▼▼▼
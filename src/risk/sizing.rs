//! Position sizing.
//!
//! Every method produces a base-asset size from the account balance and
//! entry price; outputs are clamped so the position's notional never exceeds
//! `max_position_pct` of equity times `max_leverage`.

use serde::{Deserialize, Serialize};

#[derive(Debug, Clone, Serialize, Deserialize)]
#[serde(tag = "method", rename_all = "snake_case")]
pub enum SizingMethod {
    /// Fixed quote-currency amount.
    FixedAmount { amount: f64 },
    /// Risk a fixed fraction of equity between entry and stop.
    FixedRisk { risk_pct: f64 },
    /// Kelly criterion `f = W - (1-W)/R`, scaled by a fractional multiplier.
    Kelly {
        win_rate: f64,
        payoff_ratio: f64,
        kelly_fraction: f64,
    },
    /// Scale a base allocation by target over realized volatility.
    VolatilityAdjusted {
        target_vol: f64,
        current_vol: f64,
        base_pct: f64,
    },
    /// Fixed fraction of equity.
    EquityPercentage { pct: f64 },
}

#[derive(Debug, Clone, Copy, Serialize, Deserialize)]
pub struct SizingConstraints {
    pub max_position_pct: f64,
    pub max_leverage: f64,
}

impl Default for SizingConstraints {
    fn default() -> Self {
        Self {
            max_position_pct: 1.0,
            max_leverage: 1.0,
        }
    }
}

#[derive(Debug, Clone, Copy, PartialEq, Serialize, Deserialize)]
pub struct PositionSize {
    /// Base-asset quantity.
    pub size: f64,
    pub notional: f64,
    /// Quote currency lost if the stop is hit, zero when no stop was given.
    pub risk_amount: f64,
    pub risk_pct: f64,
}

/// Size a position. Degenerate inputs (zero balance, stopless fixed-risk,
/// non-positive Kelly edge) yield a zero size rather than an error.
pub fn position_size(
    account_balance: f64,
    entry: f64,
    stop_loss: Option<f64>,
    method: &SizingMethod,
    constraints: &SizingConstraints,
) -> PositionSize {
    if account_balance <= 0.0 || entry <= 0.0 {
        return zero();
    }

    let raw_size = match method {
        SizingMethod::FixedAmount { amount } => amount.max(0.0) / entry,
        SizingMethod::FixedRisk { risk_pct } => match stop_loss {
            Some(stop) => {
                let distance = (entry - stop).abs();
                if distance > 0.0 {
                    account_balance * risk_pct / distance
                } else {
                    0.0
                }
            }
            None => 0.0,
        },
        SizingMethod::Kelly {
            win_rate,
            payoff_ratio,
            kelly_fraction,
        } => {
            if *payoff_ratio <= 0.0 {
                0.0
            } else {
                let f = win_rate - (1.0 - win_rate) / payoff_ratio;
                let f = (f * kelly_fraction).clamp(0.0, constraints.max_position_pct);
                account_balance * f / entry
            }
        }
        SizingMethod::VolatilityAdjusted {
            target_vol,
            current_vol,
            base_pct,
        } => {
            let scale = if *current_vol > 0.0 {
                target_vol / current_vol
            } else {
                1.0
            };
            account_balance * base_pct * scale / entry
        }
        SizingMethod::EquityPercentage { pct } => account_balance * pct.max(0.0) / entry,
    };

    let max_notional =
        account_balance * constraints.max_position_pct.max(0.0) * constraints.max_leverage.max(0.0);
    let size = raw_size.min(max_notional / entry).max(0.0);
    let notional = size * entry;

    let risk_amount = stop_loss.map_or(0.0, |stop| size * (entry - stop).abs());
    let risk_pct = risk_amount / account_balance;

    PositionSize {
        size,
        notional,
        risk_amount,
        risk_pct,
    }
}

fn zero() -> PositionSize {
    PositionSize {
        size: 0.0,
        notional: 0.0,
        risk_amount: 0.0,
        risk_pct: 0.0,
    }
}
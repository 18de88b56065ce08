//! Built-in strategies. Two declarative trend/reversion baselines, a
//! funding-rate sentiment fade, and an imperative breakout strategy that
//! exercises broker-managed stops and risk-based sizing.

use std::collections::BTreeMap;

use chrono::NaiveDate;

use crate::engine::broker::Broker;
use crate::error::ConfigError;
use crate::market::series::{Candle, SeriesKind};
use crate::market::MarketData;
use crate::risk::sizing::{position_size, SizingConstraints, SizingMethod};
use crate::strategy::indicators;
use crate::strategy::params::{ParameterSpec, Params};
use crate::strategy::registry::StrategyDef;
use crate::strategy::{DataRequirement, SignalStrategy, Strategy, StrategyInstance, StrategyMetadata};

fn metadata(name: &str, category: &str, description: &str, tags: &[&str]) -> StrategyMetadata {
    StrategyMetadata {
        name: name.to_string(),
        version: "1.0".to_string(),
        category: category.to_string(),
        description: description.to_string(),
        author: "perpquant".to_string(),
        created_date: NaiveDate::from_ymd_opt(2024, 3, 1).unwrap(),
        tags: tags.iter().map(|t| (*t).to_string()).collect(),
    }
}

/// All built-in strategy definitions, used to seed the registry.
pub fn all() -> Vec<StrategyDef> {
    vec![
        sma_cross_def(),
        rsi_reversion_def(),
        funding_contrarian_def(),
        channel_breakout_def(),
    ]
}

// ---------------------------------------------------------------------------
// sma_cross — declarative trend following, long/flat
// ---------------------------------------------------------------------------

pub struct SmaCross {
    fast: usize,
    slow: usize,
}

impl SignalStrategy for SmaCross {
    fn compute_signals(&self, data: &MarketData) -> Vec<i8> {
        let closes: Vec<f64> = data.candles().iter().map(|c| c.close).collect();
        let fast = indicators::sma(&closes, self.fast);
        let slow = indicators::sma(&closes, self.slow);
        (0..closes.len())
            .map(|i| i8::from(fast[i].is_finite() && slow[i].is_finite() && fast[i] > slow[i]))
            .collect()
    }
}

fn sma_cross_def() -> StrategyDef {
    let mut parameters = BTreeMap::new();
    parameters.insert(
        "fast".to_string(),
        ParameterSpec::int(10, "fast SMA period").bounded(2.0, 200.0),
    );
    parameters.insert(
        "slow".to_string(),
        ParameterSpec::int(30, "slow SMA period").bounded(3.0, 500.0),
    );

    StrategyDef::new(
        "sma_cross",
        metadata(
            "SMA Crossover",
            "trend",
            "Long while the fast SMA is above the slow SMA, flat otherwise.",
            &["trend", "moving-average"],
        ),
        parameters,
        vec![DataRequirement::ohlcv(500)],
        Box::new(|params: &Params| {
            Ok(StrategyInstance::Signal(Box::new(SmaCross {
                fast: params.get_int("fast")? as usize,
                slow: params.get_int("slow")? as usize,
            })))
        }),
    )
    .with_validator(Box::new(|params: &Params| {
        let fast = params.get_int("fast")?;
        let slow = params.get_int("slow")?;
        if fast >= slow {
            return Err(ConfigError::InvalidParameter {
                name: "fast".to_string(),
                detail: format!("fast ({fast}) must be below slow ({slow})"),
            });
        }
        Ok(())
    }))
}

// ---------------------------------------------------------------------------
// rsi_reversion — declarative mean reversion, long/short
// ---------------------------------------------------------------------------

pub struct RsiReversion {
    oversold: f64,
    overbought: f64,
}

impl SignalStrategy for RsiReversion {
    fn compute_signals(&self, data: &MarketData) -> Vec<i8> {
        let closes: Vec<f64> = data.candles().iter().map(|c| c.close).collect();
        let rsi = indicators::rsi(&closes);
        rsi.iter()
            .map(|&r| {
                if !r.is_finite() {
                    0
                } else if r < self.oversold {
                    1
                } else if r > self.overbought {
                    -1
                } else {
                    0
                }
            })
            .collect()
    }
}

fn rsi_reversion_def() -> StrategyDef {
    let mut parameters = BTreeMap::new();
    parameters.insert(
        "oversold".to_string(),
        ParameterSpec::float(30.0, "long when 14-period RSI is below this").bounded(1.0, 50.0),
    );
    parameters.insert(
        "overbought".to_string(),
        ParameterSpec::float(70.0, "short when 14-period RSI is above this").bounded(50.0, 99.0),
    );

    StrategyDef::new(
        "rsi_reversion",
        metadata(
            "RSI Reversion",
            "mean_reversion",
            "Fade RSI extremes: long oversold, short overbought.",
            &["mean-reversion", "oscillator"],
        ),
        parameters,
        vec![DataRequirement::ohlcv(100)],
        Box::new(|params: &Params| {
            Ok(StrategyInstance::Signal(Box::new(RsiReversion {
                oversold: params.get_float("oversold")?,
                overbought: params.get_float("overbought")?,
            })))
        }),
    )
    .with_validator(Box::new(|params: &Params| {
        let oversold = params.get_float("oversold")?;
        let overbought = params.get_float("overbought")?;
        if oversold >= overbought {
            return Err(ConfigError::InvalidParameter {
                name: "oversold".to_string(),
                detail: format!("oversold ({oversold}) must be below overbought ({overbought})"),
            });
        }
        Ok(())
    }))
}

// ---------------------------------------------------------------------------
// funding_contrarian — declarative sentiment fade on funding extremes
// ---------------------------------------------------------------------------

pub struct FundingContrarian {
    threshold: f64,
}

impl SignalStrategy for FundingContrarian {
    fn compute_signals(&self, data: &MarketData) -> Vec<i8> {
        let candles = data.candles();
        let funding = data.funding().unwrap_or(&[]);

        // Funding points are sparse (8h cadence); carry the latest rate at
        // or before each bar forward.
        let mut j = 0usize;
        let mut latest: Option<f64> = None;
        candles
            .iter()
            .map(|candle| {
                while j < funding.len() && funding[j].ts <= candle.ts {
                    latest = Some(funding[j].rate);
                    j += 1;
                }
                match latest {
                    // Heavily positive funding = crowded longs; fade short.
                    Some(rate) if rate > self.threshold => -1,
                    Some(rate) if rate < -self.threshold => 1,
                    _ => 0,
                }
            })
            .collect()
    }
}

fn funding_contrarian_def() -> StrategyDef {
    let mut parameters = BTreeMap::new();
    parameters.insert(
        "threshold".to_string(),
        ParameterSpec::float(0.0005, "absolute funding rate considered extreme")
            .bounded(0.000_01, 0.01),
    );

    StrategyDef::new(
        "funding_contrarian",
        metadata(
            "Funding Contrarian",
            "sentiment",
            "Fade funding-rate extremes on perpetuals: short when longs pay \
             heavily, long when shorts do.",
            &["funding", "contrarian", "perpetual"],
        ),
        parameters,
        vec![
            DataRequirement::ohlcv(100),
            DataRequirement::perpetual(SeriesKind::FundingRate, 90, true),
        ],
        Box::new(|params: &Params| {
            Ok(StrategyInstance::Signal(Box::new(FundingContrarian {
                threshold: params.get_float("threshold")?,
            })))
        }),
    )
}

// ---------------------------------------------------------------------------
// channel_breakout — imperative Donchian breakout with broker-managed stops
// ---------------------------------------------------------------------------

pub struct ChannelBreakout {
    lookback: usize,
    risk_pct: f64,
    reward_ratio: f64,
}

impl Strategy for ChannelBreakout {
    fn on_bar(&mut self, i: usize, candle: &Candle, data: &MarketData, broker: &mut Broker) {
        if broker.position().is_some() || i < self.lookback {
            return;
        }
        let candles = data.candles();
        let window = &candles[i - self.lookback..i];
        let highest = window.iter().map(|c| c.high).fold(f64::MIN, f64::max);
        let lowest = window.iter().map(|c| c.low).fold(f64::MAX, f64::min);

        if candle.close > highest {
            let equity = broker.equity(candle.close);
            let sized = position_size(
                equity,
                candle.close,
                Some(lowest),
                &SizingMethod::FixedRisk {
                    risk_pct: self.risk_pct,
                },
                &SizingConstraints {
                    max_position_pct: 1.0,
                    max_leverage: broker.config().leverage,
                },
            );
            if sized.size > 0.0
                && broker
                    .buy(sized.size, candle.close, candle.ts, "channel_breakout")
                    .is_filled()
            {
                broker.set_stop_loss(lowest);
                broker.set_take_profit(candle.close + (candle.close - lowest) * self.reward_ratio);
            }
        }
    }
}

fn channel_breakout_def() -> StrategyDef {
    let mut parameters = BTreeMap::new();
    parameters.insert(
        "lookback".to_string(),
        ParameterSpec::int(20, "channel lookback in bars").bounded(2.0, 500.0),
    );
    parameters.insert(
        "risk_pct".to_string(),
        ParameterSpec::float(0.01, "equity fraction risked per trade").bounded(0.0001, 0.1),
    );
    parameters.insert(
        "reward_ratio".to_string(),
        ParameterSpec::float(2.0, "take-profit distance as a multiple of risk").bounded(0.5, 10.0),
    );

    StrategyDef::new(
        "channel_breakout",
        metadata(
            "Channel Breakout",
            "breakout",
            "Buy closes above the prior N-bar high with a stop at the channel \
             low and a risk-multiple target.",
            &["breakout", "donchian"],
        ),
        parameters,
        vec![DataRequirement::ohlcv(500)],
        Box::new(|params: &Params| {
            Ok(StrategyInstance::Imperative(Box::new(ChannelBreakout {
                lookback: params.get_int("lookback")? as usize,
                risk_pct: params.get_float("risk_pct")?,
                reward_ratio: params.get_float("reward_ratio")?,
            })))
        }),
    )
}

#[cfg(test)]
mod tests {
    use super::*;
    use crate::market::series::{FundingPoint, Series, SeriesData, SeriesMeta};
    use crate::market::symbol::{Exchange, Symbol};
    use crate::market::timeframe::Timeframe;
    use chrono::{Duration, TimeZone, Utc};

    fn market_data(closes: &[f64]) -> MarketData {
        let start = Utc.with_ymd_and_hms(2024, 1, 1, 0, 0, 0).unwrap();
        let candles: Vec<Candle> = closes
            .iter()
            .enumerate()
            .map(|(i, &close)| Candle {
                ts: start + Duration::hours(i as i64),
                open: close,
                high: close + 0.5,
                low: close - 0.5,
                close,
                volume: 100.0,
            })
            .collect();
        let mut data = MarketData::new();
        data.insert(Series {
            meta: SeriesMeta::ohlcv(Symbol::new("BTC", "USDT"), Exchange::Binance, Timeframe::H1),
            data: SeriesData::Ohlcv(candles),
        });
        data
    }

    #[test]
    fn sma_cross_goes_long_in_uptrend() {
        let closes: Vec<f64> = (0..20).map(|i| 100.0 + f64::from(i)).collect();
        let strategy = SmaCross { fast: 3, slow: 5 };
        let signals = strategy.compute_signals(&market_data(&closes));
        assert_eq!(signals.len(), 20);
        // Warm-up is flat, steady uptrend is long thereafter.
        assert!(signals[..4].iter().all(|&s| s == 0));
        assert!(signals[5..].iter().all(|&s| s == 1));
    }

    #[test]
    fn sma_cross_no_lookahead() {
        // Mutating the tail must not change earlier signals.
        let mut closes: Vec<f64> = (0..30).map(|i| 100.0 + f64::from(i % 7)).collect();
        let strategy = SmaCross { fast: 3, slow: 5 };
        let before = strategy.compute_signals(&market_data(&closes));
        closes[25] = 1.0;
        closes[29] = 500.0;
        let after = strategy.compute_signals(&market_data(&closes));
        assert_eq!(before[..25], after[..25]);
    }

    #[test]
    fn funding_contrarian_fades_extremes() {
        let closes: Vec<f64> = vec![100.0; 10];
        let mut data = market_data(&closes);
        let start = Utc.with_ymd_and_hms(2024, 1, 1, 0, 0, 0).unwrap();
        data.insert(Series {
            meta: SeriesMeta::perpetual(
                Symbol::new("BTC", "USDT"),
                Exchange::Binance,
                SeriesKind::FundingRate,
                crate::market::series::Cadence::FUNDING_8H,
            ),
            data: SeriesData::Funding(vec![
                FundingPoint {
                    ts: start,
                    rate: 0.001,
                },
                FundingPoint {
                    ts: start + Duration::hours(8),
                    rate: -0.002,
                },
            ]),
        });

        let strategy = FundingContrarian { threshold: 0.0005 };
        let signals = strategy.compute_signals(&data);
        // First funding print is crowded-long: short. After hour 8 the
        // crowd flipped: long.
        assert_eq!(signals[0], -1);
        assert_eq!(signals[7], -1);
        assert_eq!(signals[8], 1);
        assert_eq!(signals[9], 1);
    }

    #[test]
    fn funding_contrarian_flat_without_series() {
        let strategy = FundingContrarian { threshold: 0.0005 };
        let signals = strategy.compute_signals(&market_data(&[100.0; 5]));
        assert!(signals.iter().all(|&s| s == 0));
    }

    #[test]
    fn rsi_reversion_flat_during_warmup() {
        let strategy = RsiReversion {
            oversold: 30.0,
            overbought: 70.0,
        };
        let signals = strategy.compute_signals(&market_data(&[100.0; 10]));
        assert!(signals.iter().all(|&s| s == 0));
    }
}
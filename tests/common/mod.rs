#![allow(dead_code)]

use chrono::{DateTime, Duration, TimeZone, Utc};
use perpquant::engine::broker::Broker;
use perpquant::engine::types::BrokerConfig;
use perpquant::market::series::{Candle, Series, SeriesData, SeriesMeta};
use perpquant::market::symbol::{Exchange, Symbol};
use perpquant::market::timeframe::Timeframe;
use perpquant::market::MarketData;
use perpquant::strategy::Strategy;

pub fn t0() -> DateTime<Utc> {
    Utc.with_ymd_and_hms(2024, 1, 1, 0, 0, 0).unwrap()
}

/// Hourly candles from explicit (open, high, low, close) tuples.
pub fn candles_from_bars(bars: &[(f64, f64, f64, f64)]) -> Vec<Candle> {
    bars.iter()
        .enumerate()
        .map(|(i, &(open, high, low, close))| Candle {
            ts: t0() + Duration::hours(i as i64),
            open,
            high,
            low,
            close,
            volume: 1_000.0,
        })
        .collect()
}

/// Gapless hourly candles from closes: each bar opens at the previous
/// close, with a small high/low buffer around the body.
pub fn candles_from_closes(closes: &[f64]) -> Vec<Candle> {
    let mut prev = closes.first().copied().unwrap_or(0.0);
    closes
        .iter()
        .enumerate()
        .map(|(i, &close)| {
            let open = prev;
            prev = close;
            Candle {
                ts: t0() + Duration::hours(i as i64),
                open,
                high: open.max(close) + 0.5,
                low: open.min(close) - 0.5,
                close,
                volume: 1_000.0,
            }
        })
        .collect()
}

pub fn market_data(candles: Vec<Candle>) -> MarketData {
    let mut data = MarketData::new();
    data.insert(Series {
        meta: SeriesMeta::ohlcv(Symbol::new("BTC", "USDT"), Exchange::Binance, Timeframe::H1),
        data: SeriesData::Ohlcv(candles),
    });
    data
}

pub fn broker_config(initial_cash: f64, fee_rate: f64, leverage: f64) -> BrokerConfig {
    BrokerConfig {
        initial_cash,
        fee_rate,
        leverage,
        maintenance_margin_rate: 0.005,
        slippage_rate: 0.0,
    }
}

/// Deterministic but wiggly closes for sweep tests.
pub fn synthetic_closes(n: usize) -> Vec<f64> {
    (0..n)
        .map(|i| {
            let x = i as f64;
            100.0 + 10.0 * (x / 13.0).sin() + 4.0 * (x / 5.0).cos() + x * 0.05
        })
        .collect()
}

/// Imperative test strategy: goes all-in long on the first bar and attaches
/// the given stops.
pub struct EnterLongWithStops {
    pub stop_loss: Option<f64>,
    pub take_profit: Option<f64>,
}

impl Strategy for EnterLongWithStops {
    fn on_bar(&mut self, i: usize, candle: &Candle, _data: &MarketData, broker: &mut Broker) {
        if i == 0 {
            broker.buy_all(candle.close, candle.ts, "test_entry");
            if let Some(sl) = self.stop_loss {
                broker.set_stop_loss(sl);
            }
            if let Some(tp) = self.take_profit {
                broker.set_take_profit(tp);
            }
        }
    }
}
▲▲▲
## Brief
Give the number of lines in the data that contain "crowded", with no other words.

## Output for this task
2